Panel of testimonies featuring Eleanor Warren, Queenie Yu, Dominique Manganiello, and Eliza Trotter

This passage convinced me that the university is for donkeys, not those “old, stubborn, vicious one[s] that would give you a kick when you least expected,” but those young ones that are “hard-working and [have] a quick, cheerful trot.” Saint Josemaria’s comments were inspired by the verses of Psalm 73: “I was like a donkey in your presence. But I am always with you. You hold my right hand. You guide me with your counsel and afterward you will receive me to glory.” It was a donkey, moreover, that Christ chose as a throne when he presented himself to the people as king.

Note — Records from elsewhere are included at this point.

//! PSG lookup tables

/// Per-register value masks (R0-R15). Unused bits read back as zero.
pub const REGISTER_MASK: [u8; 16] = [
    0xFF, 0x0F, 0xFF, 0x0F, 0xFF, 0x0F, 0x1F, 0xFF, 0x1F, 0x1F, 0x1F, 0xFF, 0xFF, 0x0F, 0xFF,
    0xFF,
];

/// YM2149 output levels for the 32-step DAC, 1.5dB per step.
///
/// Index 0 is silence; index 31 is full scale for one voice. Three voices
/// at full scale sum to just under `i16::MAX`.
pub const YM_LEVELS: [u16; 32] = [
    0, 61, 73, 87, 103, 123, 146, 173, 206, 245, 291, 345, 410, 488, 580, 689, 819, 973, 1157,
    1375, 1634, 1942, 2308, 2743, 3261, 3875, 4606, 5474, 6506, 7732, 9190, 10922,
];

/// AY-3-8910 output levels for the 16-step DAC.
///
/// Indexed by the 32-step level shifted right by one, so the envelope runs
/// at the same rate on both variants but resolves half as many amplitudes.
pub const AY_LEVELS: [u16; 16] = [
    0, 53, 88, 125, 193, 258, 385, 525, 753, 1029, 1523, 2077, 3110, 4395, 7073, 10922,
];

/// Display names of the PSG voices.
pub const VOICE_NAMES: [&str; 3] = ["Square 1", "Square 2", "Square 3"];

#[cfg(test)]
mod tests {
    use super::*;

    #[test]
    fn test_level_tables_monotonic() {
        for pair in YM_LEVELS.windows(2) {
            assert!(pair[1] > pair[0]);
        }
        for pair in AY_LEVELS.windows(2) {
            assert!(pair[1] > pair[0]);
        }
    }

    #[test]
    fn test_three_voices_fit_i16() {
        let peak = 3 * u32::from(YM_LEVELS[31]);
        assert!(peak <= i16::MAX as u32);
        assert_eq!(YM_LEVELS[31], AY_LEVELS[15]);
    }
}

I will translate Saint Josemaria’s ideas freely by using his own words, including those spoken when he was Chancellor of the University of Navarre, and try to show how they apply to the daily life of a professor. Like his friend the donkey, the professor should always be on the lookout for that divine something hidden in his everyday tasks. In practical terms this means “there is no excuse for those who could be scholars and are not.” If I am to serve God with my mind, then I must realize that “an hour of study, for a modern apostle, is an hour of prayer.” This intellectual work, if it is to please God like the fragrant sacrifice of Abel, will “have been shaped through deep study and surrender to [divine] Wisdom.” I should be “eager to make [my] pupils understand quickly what has cost [me] hours of study to see clearly.” By increasing their understanding, they will conclude that there can be no conflict between faith and science, faith and culture, since “the light of reason comes from God and cannot contradict the light of revelation.” The mind will then ascend from natural truths to contemplating their Creator. In order to facilitate this process, I must imitate my brother donkey and put up my ears, like supernatural antennae, ready to hear my Master’s voice and “to receive the truth of Christ as a light that orientates both action and conduct.” As a “privileged cultivator of Knowledge, in love with Truth,” I have a duty to counteract ignorance, which is the worst enemy of God. I teach people, not books, and I must bear witness to those I come into contact with. I am called to be a fisher of men since “men---like fish---have to be caught by the head.” People who do mostly headwork, intellectuals, are, as Saint Josemaria used to say, like “snow-covered mountain peaks: when the snow melts, down comes the water that makes the valleys fruitful.” Scholars, in other words, cannot lock themselves up in an ivory tower; their sanctified labour has to act as leaven for the good of society as a whole. In this way Christ will reign at the summit. of their intellectual activities.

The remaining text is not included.